→ What to do:
Search the entries below for the word "main", then copy each line in which it is found.

======== Available data

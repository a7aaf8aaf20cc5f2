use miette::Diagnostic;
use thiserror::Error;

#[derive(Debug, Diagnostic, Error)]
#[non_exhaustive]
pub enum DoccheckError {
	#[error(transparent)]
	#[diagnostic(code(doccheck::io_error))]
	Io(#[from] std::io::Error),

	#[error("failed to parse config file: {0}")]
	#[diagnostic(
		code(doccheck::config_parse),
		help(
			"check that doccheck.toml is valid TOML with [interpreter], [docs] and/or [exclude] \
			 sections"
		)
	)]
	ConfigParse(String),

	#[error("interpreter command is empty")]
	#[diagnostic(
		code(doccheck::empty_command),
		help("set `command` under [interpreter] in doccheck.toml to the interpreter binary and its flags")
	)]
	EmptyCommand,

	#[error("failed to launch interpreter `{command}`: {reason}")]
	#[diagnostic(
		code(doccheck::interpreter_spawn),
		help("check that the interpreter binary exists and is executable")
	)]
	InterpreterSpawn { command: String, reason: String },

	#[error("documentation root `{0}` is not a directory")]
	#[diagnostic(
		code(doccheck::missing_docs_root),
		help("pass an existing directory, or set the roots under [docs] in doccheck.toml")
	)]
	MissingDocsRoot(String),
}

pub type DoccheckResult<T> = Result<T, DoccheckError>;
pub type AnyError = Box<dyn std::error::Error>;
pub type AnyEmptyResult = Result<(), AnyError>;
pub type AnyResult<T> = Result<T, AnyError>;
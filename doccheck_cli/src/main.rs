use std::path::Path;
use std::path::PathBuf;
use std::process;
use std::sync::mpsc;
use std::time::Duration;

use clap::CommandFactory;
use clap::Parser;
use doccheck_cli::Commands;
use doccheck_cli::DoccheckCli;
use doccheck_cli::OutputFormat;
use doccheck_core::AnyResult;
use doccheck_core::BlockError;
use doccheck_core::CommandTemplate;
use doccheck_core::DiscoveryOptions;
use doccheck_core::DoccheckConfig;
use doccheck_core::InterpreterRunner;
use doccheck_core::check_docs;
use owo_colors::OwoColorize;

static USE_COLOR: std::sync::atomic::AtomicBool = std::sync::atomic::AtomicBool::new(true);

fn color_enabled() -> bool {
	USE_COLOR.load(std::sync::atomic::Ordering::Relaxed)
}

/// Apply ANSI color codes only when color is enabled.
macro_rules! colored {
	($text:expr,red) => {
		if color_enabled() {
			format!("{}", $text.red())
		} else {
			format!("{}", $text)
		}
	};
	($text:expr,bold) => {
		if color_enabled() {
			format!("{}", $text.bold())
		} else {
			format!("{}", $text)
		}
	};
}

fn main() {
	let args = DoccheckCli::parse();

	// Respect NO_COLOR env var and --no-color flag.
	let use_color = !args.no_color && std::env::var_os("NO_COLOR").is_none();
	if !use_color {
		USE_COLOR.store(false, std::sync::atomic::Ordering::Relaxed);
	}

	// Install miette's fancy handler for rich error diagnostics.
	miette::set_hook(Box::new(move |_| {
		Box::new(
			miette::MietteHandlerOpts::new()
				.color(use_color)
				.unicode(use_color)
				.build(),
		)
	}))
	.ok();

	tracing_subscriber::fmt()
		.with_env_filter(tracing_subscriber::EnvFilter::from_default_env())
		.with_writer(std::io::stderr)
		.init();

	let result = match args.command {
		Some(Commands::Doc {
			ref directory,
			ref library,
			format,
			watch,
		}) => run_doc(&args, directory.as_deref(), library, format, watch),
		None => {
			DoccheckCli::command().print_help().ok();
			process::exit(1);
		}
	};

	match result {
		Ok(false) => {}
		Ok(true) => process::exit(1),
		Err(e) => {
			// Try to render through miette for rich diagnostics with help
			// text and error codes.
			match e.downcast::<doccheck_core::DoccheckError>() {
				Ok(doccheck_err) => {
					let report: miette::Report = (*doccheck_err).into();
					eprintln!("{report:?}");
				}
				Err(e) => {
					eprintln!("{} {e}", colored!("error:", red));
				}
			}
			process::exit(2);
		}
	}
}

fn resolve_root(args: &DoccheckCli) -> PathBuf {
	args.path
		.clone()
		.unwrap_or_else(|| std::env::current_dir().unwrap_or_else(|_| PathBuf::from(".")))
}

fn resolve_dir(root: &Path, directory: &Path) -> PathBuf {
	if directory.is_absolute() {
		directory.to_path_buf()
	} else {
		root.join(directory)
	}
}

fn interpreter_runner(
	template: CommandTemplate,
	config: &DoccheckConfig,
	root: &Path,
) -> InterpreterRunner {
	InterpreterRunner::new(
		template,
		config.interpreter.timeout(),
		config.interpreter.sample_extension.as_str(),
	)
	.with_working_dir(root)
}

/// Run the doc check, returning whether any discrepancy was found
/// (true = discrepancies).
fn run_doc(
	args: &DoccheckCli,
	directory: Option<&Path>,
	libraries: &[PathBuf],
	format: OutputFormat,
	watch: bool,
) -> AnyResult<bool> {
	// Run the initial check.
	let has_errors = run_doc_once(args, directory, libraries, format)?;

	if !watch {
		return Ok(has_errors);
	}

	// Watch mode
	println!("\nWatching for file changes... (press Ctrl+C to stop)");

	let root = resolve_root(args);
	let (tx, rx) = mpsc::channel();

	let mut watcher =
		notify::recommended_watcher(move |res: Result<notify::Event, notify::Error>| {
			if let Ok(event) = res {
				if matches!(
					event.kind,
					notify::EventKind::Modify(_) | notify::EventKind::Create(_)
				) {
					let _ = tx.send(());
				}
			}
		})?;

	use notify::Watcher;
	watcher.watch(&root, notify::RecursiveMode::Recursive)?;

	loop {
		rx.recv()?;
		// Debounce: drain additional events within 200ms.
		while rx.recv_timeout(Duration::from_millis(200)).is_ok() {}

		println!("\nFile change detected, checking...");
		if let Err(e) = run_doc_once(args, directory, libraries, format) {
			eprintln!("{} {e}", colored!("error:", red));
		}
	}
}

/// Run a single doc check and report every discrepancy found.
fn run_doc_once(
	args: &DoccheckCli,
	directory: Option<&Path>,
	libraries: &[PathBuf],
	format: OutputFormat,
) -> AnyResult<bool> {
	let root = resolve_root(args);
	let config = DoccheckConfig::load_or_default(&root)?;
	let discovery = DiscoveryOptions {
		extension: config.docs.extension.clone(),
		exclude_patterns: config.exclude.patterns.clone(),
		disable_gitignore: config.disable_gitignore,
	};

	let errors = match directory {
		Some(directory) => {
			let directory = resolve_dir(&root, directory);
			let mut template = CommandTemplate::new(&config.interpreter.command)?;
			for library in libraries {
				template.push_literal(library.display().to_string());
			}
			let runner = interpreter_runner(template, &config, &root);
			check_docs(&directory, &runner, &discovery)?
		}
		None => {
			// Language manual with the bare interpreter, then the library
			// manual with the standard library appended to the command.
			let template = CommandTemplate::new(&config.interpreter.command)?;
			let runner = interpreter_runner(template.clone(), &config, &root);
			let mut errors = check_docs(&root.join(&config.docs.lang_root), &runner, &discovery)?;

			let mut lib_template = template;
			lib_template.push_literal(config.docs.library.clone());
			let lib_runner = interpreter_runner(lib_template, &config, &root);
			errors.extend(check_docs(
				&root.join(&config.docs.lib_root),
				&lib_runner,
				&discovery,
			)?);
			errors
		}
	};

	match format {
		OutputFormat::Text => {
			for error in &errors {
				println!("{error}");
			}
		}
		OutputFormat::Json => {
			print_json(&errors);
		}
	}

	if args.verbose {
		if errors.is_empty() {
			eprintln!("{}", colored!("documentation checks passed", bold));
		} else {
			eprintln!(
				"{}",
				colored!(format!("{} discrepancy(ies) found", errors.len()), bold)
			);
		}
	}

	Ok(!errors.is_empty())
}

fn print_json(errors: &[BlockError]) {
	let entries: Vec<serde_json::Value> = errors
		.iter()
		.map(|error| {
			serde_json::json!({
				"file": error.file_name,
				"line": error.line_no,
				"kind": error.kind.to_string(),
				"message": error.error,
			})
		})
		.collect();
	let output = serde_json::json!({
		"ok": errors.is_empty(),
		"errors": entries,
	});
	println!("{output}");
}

================

→ Solution for this problem:
filename doccheck_cli/src/main.rs
fn main() {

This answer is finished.